FROM EASTERN NEVADA.

Lack of Moisture—Beef Realities and Possibilities—About the Flood—Some Hailstones—Bonanza Tributers—Going to See the Old Folks at Home—Ducks and Geese—Poetic Delights and Capabilities.

[Correspondence of the Enterprise]

AUSTIN, Nev., March 30, 1883.

The inclination of the weather to be stormy during the last three or four days has been very encouraging to the hopes of most everybody, the ranchers especially. Only about enough of hail, snow or rain, however, has fallen to moisten the surface and law the dust. Two inches of snow fell yesterday morning, and in the evening we had a very eligible hail squall.

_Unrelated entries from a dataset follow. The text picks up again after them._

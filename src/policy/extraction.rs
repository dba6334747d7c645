//! Edges proposed by LLM extraction
//!
//! Confidence picks the tier: confirmed at full weight, provisional at a
//! reduced weight, or no edge at all.

use super::PolicyOutcome;
use crate::config::{EdgeTypeWeights, ExtractionConfig};
use crate::graph::{CreationSource, EdgeStatus, EdgeType};

/// Base weight for a type: the table's entry, or the unknown-type default.
pub fn base_weight_for(edge_type: EdgeType, weights: &EdgeTypeWeights, config: &ExtractionConfig) -> f64 {
    weights.get(edge_type).unwrap_or(config.unknown_type_weight)
}

pub fn calculate_extraction_edge(
    edge_type: EdgeType,
    llm_confidence: f64,
    weights: &EdgeTypeWeights,
    config: &ExtractionConfig,
) -> Option<PolicyOutcome> {
    let confidence = llm_confidence.clamp(0.0, 1.0);
    if confidence != llm_confidence {
        tracing::warn!(llm_confidence, "extraction confidence outside [0, 1], clamped");
    }
    let base = base_weight_for(edge_type, weights, config);

    let (status, weight) = if confidence >= config.confirmed_threshold {
        (EdgeStatus::Confirmed, base * confidence)
    } else if confidence >= config.provisional_threshold {
        (EdgeStatus::Provisional, base * confidence * config.provisional_factor)
    } else {
        tracing::debug!(edge_type = %edge_type, confidence, "extraction below provisional threshold");
        return None;
    };

    Some(PolicyOutcome {
        weight,
        status,
        confidence,
        source: CreationSource::Extraction,
        extraction_confidence: Some(confidence),
    })
}
//! Node-side views the engine reads
//!
//! Nodes are owned by the storage layer. The engine only sees the handful of
//! lifecycle and freshness fields its rules depend on.

use chrono::{DateTime, Utc};
use serde::{Deserialize, Serialize};

/// Identifier of a node (fact, episode, document or summary).
///
/// Serializes as a plain string.
#[derive(Debug, Clone, PartialEq, Eq, PartialOrd, Ord, Hash, Serialize, Deserialize)]
#[serde(transparent)]
pub struct NodeId(String);

impl NodeId {
    /// Create a NodeId from a string
    pub fn from_string(id: impl Into<String>) -> Self {
        Self(id.into())
    }

    /// Get the inner string value
    pub fn as_str(&self) -> &str {
        &self.0
    }
}

impl std::fmt::Display for NodeId {
    fn fmt(&self, f: &mut std::fmt::Formatter<'_>) -> std::fmt::Result {
        write!(f, "{}", self.0)
    }
}

impl From<&str> for NodeId {
    fn from(s: &str) -> Self {
        Self(s.to_string())
    }
}

impl From<String> for NodeId {
    fn from(s: String) -> Self {
        Self(s)
    }
}

/// Forgetting-subsystem lifecycle of a node.
#[derive(Debug, Clone, Copy, PartialEq, Eq, Serialize, Deserialize)]
#[serde(rename_all = "lowercase")]
pub enum Lifecycle {
    Active,
    Dormant,
    Compressed,
}

/// The fields of a node that compression eligibility depends on.
#[derive(Debug, Clone, PartialEq, Serialize, Deserialize)]
pub struct NodeSnapshot {
    pub id: NodeId,
    pub created_at: DateTime<Utc>,
    #[serde(default)]
    pub pinned: bool,
    #[serde(default)]
    pub starred: bool,
    pub lifecycle: Lifecycle,
    #[serde(default, skip_serializing_if = "Option::is_none")]
    pub dormant_since: Option<DateTime<Utc>>,
    /// Importance in [0, 1]
    pub importance_score: f64,
}

impl NodeSnapshot {
    /// An active, unpinned node with neutral importance.
    pub fn new(id: impl Into<NodeId>, created_at: DateTime<Utc>) -> Self {
        Self {
            id: id.into(),
            created_at,
            pinned: false,
            starred: false,
            lifecycle: Lifecycle::Active,
            dormant_since: None,
            importance_score: 0.5,
        }
    }

    pub fn pinned(mut self) -> Self {
        self.pinned = true;
        self
    }

    pub fn starred(mut self) -> Self {
        self.starred = true;
        self
    }

    /// Mark the node dormant since the given instant.
    pub fn dormant_since(mut self, since: DateTime<Utc>) -> Self {
        self.lifecycle = Lifecycle::Dormant;
        self.dormant_since = Some(since);
        self
    }

    pub fn with_importance(mut self, importance: f64) -> Self {
        self.importance_score = importance;
        self
    }
}

/// Embedding bookkeeping supplied by the embeddings subsystem.
#[derive(Debug, Clone, Copy, PartialEq, Serialize, Deserialize)]
pub struct EmbeddingFreshnessState {
    pub embedding_version: u32,
    pub last_content_update: DateTime<Utc>,
    pub last_embedding_update: DateTime<Utc>,
}

impl EmbeddingFreshnessState {
    /// An embedding is fresh iff it was computed no earlier than the last
    /// content change.
    pub fn is_fresh(&self) -> bool {
        self.last_embedding_update >= self.last_content_update
    }
}

#[cfg(test)]
mod tests {
    use super::*;
    use chrono::{Duration, TimeZone};

    #[test]
    fn node_id_serializes_as_string() {
        let id = NodeId::from_string("fact:espresso");
        let json = serde_json::to_string(&id).unwrap();
        assert_eq!(json, "\"fact:espresso\"");
    }

    #[test]
    fn lifecycle_serializes_lowercase() {
        let json = serde_json::to_string(&Lifecycle::Dormant).unwrap();
        assert_eq!(json, "\"dormant\"");
    }

    #[test]
    fn dormant_builder_sets_both_fields() {
        let t0 = Utc.with_ymd_and_hms(2025, 3, 1, 0, 0, 0).unwrap();
        let node = NodeSnapshot::new("n1", t0).dormant_since(t0 + Duration::days(10));
        assert_eq!(node.lifecycle, Lifecycle::Dormant);
        assert_eq!(node.dormant_since, Some(t0 + Duration::days(10)));
    }

    #[test]
    fn freshness_compares_update_times() {
        let t0 = Utc.with_ymd_and_hms(2025, 3, 1, 0, 0, 0).unwrap();
        let fresh = EmbeddingFreshnessState {
            embedding_version: 2,
            last_content_update: t0,
            last_embedding_update: t0,
        };
        assert!(fresh.is_fresh());

        let stale = EmbeddingFreshnessState {
            last_content_update: t0 + Duration::minutes(1),
            ..fresh
        };
        assert!(!stale.is_fresh());
    }
}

Eastern Nevada stands sadly in need of a goodly amount of snow, rain, or something of the sort at this present time. Even a cloudburst would be welcome. This section has not been thoroughly saturated with heavenly moisture for several years, or since 1874. In October of that year there was an overplus of water, so far as Austin was concerned, a fearful cloudburst occurring on the 16th, which created a disastrous flood. A huge river suddenly generated and turned itself loose down Main street, sweeping everything before it. The Postoffice, Reveille office and other buildings were totally demolished, including their contents. Awnings, porches, sidewalks and all that sort of thing went down stream, and one man was drowned. For awhile even the stoutest old sinners felt paralyzed, and would not have been surprised in the least had the last vestige of Austin been washed down into the graveyard at the mouth of the canyon.

THE FLOOD

Has ever since been spoken of as a stated era in the history of Austin, and all the old pioneers date previous or subsequent events accordingly. Children’s ages are reckoned from it, as being before or after the flood, and all other current events, historical, financial, political or otherwise are dated from that same memorable standpoint. The old pioneer stiffs who can’t die are eternally giving all newcomers powerfully exaggerated reminiscences of that remarkable flood, and prognosticating a recurrence of the same liquid calamity, evidently standing more in fear of water than of whisky. In fact there seems to be a sort of antediluvian aristocracy grown out of that watery epoch, all who have come here since the flood being looked upon as emigrants, so to speak. Old Jim Sloggins, who is a prominent representative member of the Society of Reese River Pioneers, gives more of the details of that flood than anybody, and is willing to swear to all he tells. He says it came down street with a breast twenty feet high, of quartz wagons, mules, cordwood, houses and other debris, rolling, foaming and plunging. And as for the storm itself, “it was like every drop of rain was a continuous stream from a fire injun, and all the side hills simply slopped whole sheets of water down into the ravine.” Day before yesterday a hail squall passed over here which rattled down some coarse hailstones about the size of marbles or walnuts, but Jim said they were nothing but mustard seed in comparison with the hail that fell “at the time of the flood. Them hailstones,” says Jim, “was bigger’n baby’s heads; they was even too big even for the Piutes to play base ball with next day.” Speaking about

PIONEERS,

The pioneers of Reese River and Austin were from California and the Comstock. Many of them are here yet, and they still form a leading influential element in the population. The old time energy which adventured them here, so to speak, still remains with them, and they continue making their mark. Among the miners swinging their picks down in the small, but wonderfully rich veins of this silver ore belt, are numerous old Comstock miners, who rank among the best, as they naturally should.

BONANZA KINGS.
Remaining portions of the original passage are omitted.